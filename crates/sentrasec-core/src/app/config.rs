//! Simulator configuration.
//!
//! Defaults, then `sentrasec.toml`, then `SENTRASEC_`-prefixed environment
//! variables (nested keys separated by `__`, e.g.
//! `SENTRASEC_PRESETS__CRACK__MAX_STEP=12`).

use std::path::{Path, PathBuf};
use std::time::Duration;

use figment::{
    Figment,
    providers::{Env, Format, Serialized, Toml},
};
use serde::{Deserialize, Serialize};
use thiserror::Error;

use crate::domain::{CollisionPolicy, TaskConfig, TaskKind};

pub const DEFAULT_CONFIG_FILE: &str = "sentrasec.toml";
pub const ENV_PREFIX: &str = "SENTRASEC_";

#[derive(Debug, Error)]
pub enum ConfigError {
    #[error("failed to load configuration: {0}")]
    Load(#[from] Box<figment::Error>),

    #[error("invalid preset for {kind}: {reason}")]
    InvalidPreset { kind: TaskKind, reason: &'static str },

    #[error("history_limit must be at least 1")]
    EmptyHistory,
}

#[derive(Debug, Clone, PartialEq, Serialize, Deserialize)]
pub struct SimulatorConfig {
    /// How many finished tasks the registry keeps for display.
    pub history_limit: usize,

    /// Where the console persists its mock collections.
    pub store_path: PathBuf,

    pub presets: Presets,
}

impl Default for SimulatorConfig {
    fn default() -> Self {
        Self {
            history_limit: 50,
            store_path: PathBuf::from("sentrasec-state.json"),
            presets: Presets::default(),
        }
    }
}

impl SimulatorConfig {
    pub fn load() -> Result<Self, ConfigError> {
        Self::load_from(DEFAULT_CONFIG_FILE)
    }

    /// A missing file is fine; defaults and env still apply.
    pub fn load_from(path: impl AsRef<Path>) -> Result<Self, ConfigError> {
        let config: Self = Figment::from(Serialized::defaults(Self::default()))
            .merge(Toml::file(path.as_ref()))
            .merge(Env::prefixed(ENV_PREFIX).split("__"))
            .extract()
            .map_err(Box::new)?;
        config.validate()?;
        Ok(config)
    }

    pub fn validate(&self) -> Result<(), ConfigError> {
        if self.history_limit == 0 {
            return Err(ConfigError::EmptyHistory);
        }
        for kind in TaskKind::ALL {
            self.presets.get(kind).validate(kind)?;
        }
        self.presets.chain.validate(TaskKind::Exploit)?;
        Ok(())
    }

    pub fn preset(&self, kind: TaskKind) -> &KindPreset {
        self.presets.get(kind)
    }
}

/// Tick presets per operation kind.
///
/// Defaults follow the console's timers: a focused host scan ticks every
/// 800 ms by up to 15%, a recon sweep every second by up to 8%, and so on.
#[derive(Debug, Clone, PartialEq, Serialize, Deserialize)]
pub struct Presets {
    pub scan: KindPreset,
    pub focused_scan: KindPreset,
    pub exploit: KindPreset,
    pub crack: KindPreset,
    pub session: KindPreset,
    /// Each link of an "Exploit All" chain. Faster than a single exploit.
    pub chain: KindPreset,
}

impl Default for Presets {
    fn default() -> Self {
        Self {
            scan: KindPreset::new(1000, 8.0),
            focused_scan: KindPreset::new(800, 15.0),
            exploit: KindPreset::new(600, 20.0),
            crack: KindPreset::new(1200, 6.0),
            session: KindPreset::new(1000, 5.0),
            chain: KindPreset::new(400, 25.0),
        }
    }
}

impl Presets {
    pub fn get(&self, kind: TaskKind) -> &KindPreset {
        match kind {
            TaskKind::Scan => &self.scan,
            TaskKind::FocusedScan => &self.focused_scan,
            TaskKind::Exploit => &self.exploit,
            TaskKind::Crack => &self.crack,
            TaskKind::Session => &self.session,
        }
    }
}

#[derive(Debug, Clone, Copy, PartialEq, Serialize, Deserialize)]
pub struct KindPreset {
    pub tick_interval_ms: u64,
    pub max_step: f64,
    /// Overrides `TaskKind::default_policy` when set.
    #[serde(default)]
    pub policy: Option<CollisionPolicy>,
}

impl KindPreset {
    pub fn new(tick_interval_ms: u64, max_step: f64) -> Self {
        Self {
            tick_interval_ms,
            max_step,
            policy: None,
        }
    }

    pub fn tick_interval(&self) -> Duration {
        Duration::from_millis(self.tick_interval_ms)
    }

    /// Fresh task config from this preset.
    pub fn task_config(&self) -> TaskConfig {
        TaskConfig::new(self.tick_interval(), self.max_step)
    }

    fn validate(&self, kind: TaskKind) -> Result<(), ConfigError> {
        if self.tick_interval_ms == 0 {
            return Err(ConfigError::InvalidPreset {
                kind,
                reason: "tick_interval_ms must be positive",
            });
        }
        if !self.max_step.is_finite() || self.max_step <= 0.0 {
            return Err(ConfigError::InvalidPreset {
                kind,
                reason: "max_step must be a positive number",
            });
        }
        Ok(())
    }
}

================================

Work instruction:
Only the lines from the one containing "pub fn new(tick_interval_ms: u64, max_step: f64)" through the last line of the records are to be set down, exactly as they appear.

Completed task:
    pub fn new(tick_interval_ms: u64, max_step: f64) -> Self {
        Self {
            tick_interval_ms,
            max_step,
            policy: None,
        }
    }

    pub fn tick_interval(&self) -> Duration {
        Duration::from_millis(self.tick_interval_ms)
    }

    /// Fresh task config from this preset.
    pub fn task_config(&self) -> TaskConfig {
        TaskConfig::new(self.tick_interval(), self.max_step)
    }

    fn validate(&self, kind: TaskKind) -> Result<(), ConfigError> {
        if self.tick_interval_ms == 0 {
            return Err(ConfigError::InvalidPreset {
                kind,
                reason: "tick_interval_ms must be positive",
            });
        }
        if !self.max_step.is_finite() || self.max_step <= 0.0 {
            return Err(ConfigError::InvalidPreset {
                kind,
                reason: "max_step must be a positive number",
            });
        }
        Ok(())
    }
}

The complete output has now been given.